→ **ASSIGNMENT**
Comb through the entries for "Yellow" and pull out each line that holds it.
START MATERIAL SHOWN
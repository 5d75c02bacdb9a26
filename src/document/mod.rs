//! Document Module
//!
//! The value model and path addressing shared by every storage backend.
//!
//! ## Model
//! - A document is any JSON value (`serde_json::Value`)
//! - The store root maps top-level keys to documents
//! - A [`KeyPath`] names a location: its first segment selects a root
//!   entry, the remaining segments descend through nested objects
//!
//! ```text
//! root ── "user" ── { "address": { "zip": "12345" } }
//!
//! ["user"]                    → whole document
//! ["user", "address", "zip"]  → "12345"
//! ```

mod path;
mod traverse;

pub use path::KeyPath;
pub use traverse::{delete_in, get_in, set_in};

/// A stored or transported JSON value
pub type Document = serde_json::Value;

/// The top-level mapping from root key to document
pub type Root = serde_json::Map<String, Document>;
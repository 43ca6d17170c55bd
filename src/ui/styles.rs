//! UI styles
//!
//! One palette shared by the file selector and the configuration editor.
//! Diff colors follow a delta-like scheme.

use ratatui::style::{Color, Modifier, Style};

pub mod colors {
    use ratatui::style::Color;

    pub const FG: Color = Color::White;
    pub const DIM: Color = Color::DarkGray;

    // Diff lines
    pub const ADDED_BG: Color = Color::Rgb(35, 60, 35);
    pub const ADDED_FG: Color = Color::Rgb(120, 200, 120);
    pub const REMOVED_BG: Color = Color::Rgb(60, 35, 35);
    pub const REMOVED_FG: Color = Color::Rgb(200, 120, 120);
    pub const HUNK_HEADER_FG: Color = Color::Magenta;
    pub const META_FG: Color = Color::Cyan;

    // Bars
    pub const BAR_BG: Color = Color::Rgb(40, 44, 52);
    pub const BAR_FG: Color = Color::White;

    // File status glyphs
    pub const STAGED: Color = Color::Green;
    pub const UNSTAGED: Color = Color::Yellow;
    pub const UNTRACKED: Color = Color::Cyan;

    pub const CURSOR_BG: Color = Color::Rgb(80, 80, 100);
    pub const BORDER: Color = Color::DarkGray;
    pub const BORDER_FOCUS: Color = Color::Cyan;
    pub const POPUP_BG: Color = Color::Rgb(30, 34, 42);
    pub const MESSAGE: Color = Color::Yellow;
}

#[derive(Clone)]
pub struct Styles {
    // Header/Footer
    pub header: Style,
    pub header_dim: Style,
    pub footer: Style,
    pub footer_key: Style,
    pub message: Style,

    // Diff
    pub line_added: Style,
    pub line_removed: Style,
    pub line_context: Style,
    pub line_meta: Style,
    pub hunk_header: Style,
    pub scroll_indicator: Style,
    pub stats_added: Style,
    pub stats_removed: Style,

    // File list
    pub list_normal: Style,
    pub list_cursor: Style,
    pub checkbox_on: Style,
    pub status_staged: Style,
    pub status_unstaged: Style,
    pub status_untracked: Style,
    pub legend: Style,

    // Borders and panels
    pub border: Style,
    pub border_focus: Style,
    pub title: Style,
    pub popup: Style,
    pub value: Style,
    pub hint: Style,
}

impl Default for Styles {
    fn default() -> Self {
        Self::new()
    }
}

impl Styles {
    pub fn new() -> Self {
        Self {
            header: Style::default().bg(colors::BAR_BG).fg(colors::BAR_FG),
            header_dim: Style::default().bg(colors::BAR_BG).fg(colors::DIM),
            footer: Style::default().bg(colors::BAR_BG).fg(colors::DIM),
            footer_key: Style::default()
                .bg(colors::BAR_BG)
                .fg(colors::BAR_FG)
                .add_modifier(Modifier::BOLD),
            message: Style::default()
                .bg(colors::BAR_BG)
                .fg(colors::MESSAGE)
                .add_modifier(Modifier::BOLD),

            line_added: Style::default().bg(colors::ADDED_BG).fg(colors::ADDED_FG),
            line_removed: Style::default().bg(colors::REMOVED_BG).fg(colors::REMOVED_FG),
            line_context: Style::default().fg(colors::FG),
            line_meta: Style::default()
                .fg(colors::META_FG)
                .add_modifier(Modifier::BOLD),
            hunk_header: Style::default()
                .fg(colors::HUNK_HEADER_FG)
                .add_modifier(Modifier::ITALIC),
            scroll_indicator: Style::default().fg(colors::DIM),
            stats_added: Style::default()
                .fg(colors::STAGED)
                .add_modifier(Modifier::BOLD),
            stats_removed: Style::default()
                .fg(Color::Red)
                .add_modifier(Modifier::BOLD),

            list_normal: Style::default().fg(colors::FG),
            list_cursor: Style::default()
                .bg(colors::CURSOR_BG)
                .fg(colors::FG)
                .add_modifier(Modifier::BOLD),
            checkbox_on: Style::default()
                .fg(colors::STAGED)
                .add_modifier(Modifier::BOLD),
            status_staged: Style::default().fg(colors::STAGED),
            status_unstaged: Style::default().fg(colors::UNSTAGED),
            status_untracked: Style::default().fg(colors::UNTRACKED),
            legend: Style::default().fg(colors::DIM),

            border: Style::default().fg(colors::BORDER),
            border_focus: Style::default().fg(colors::BORDER_FOCUS),
            title: Style::default()
                .fg(colors::BORDER_FOCUS)
                .add_modifier(Modifier::BOLD),
            popup: Style::default().bg(colors::POPUP_BG).fg(colors::FG),
            value: Style::default().fg(colors::UNTRACKED),
            hint: Style::default().fg(colors::DIM),
        }
    }
}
END MATERIAL SHOWN
→ **SOLVED EXERCISE**
    pub const UNSTAGED: Color = Color::Yellow;
    pub const MESSAGE: Color = Color::Yellow;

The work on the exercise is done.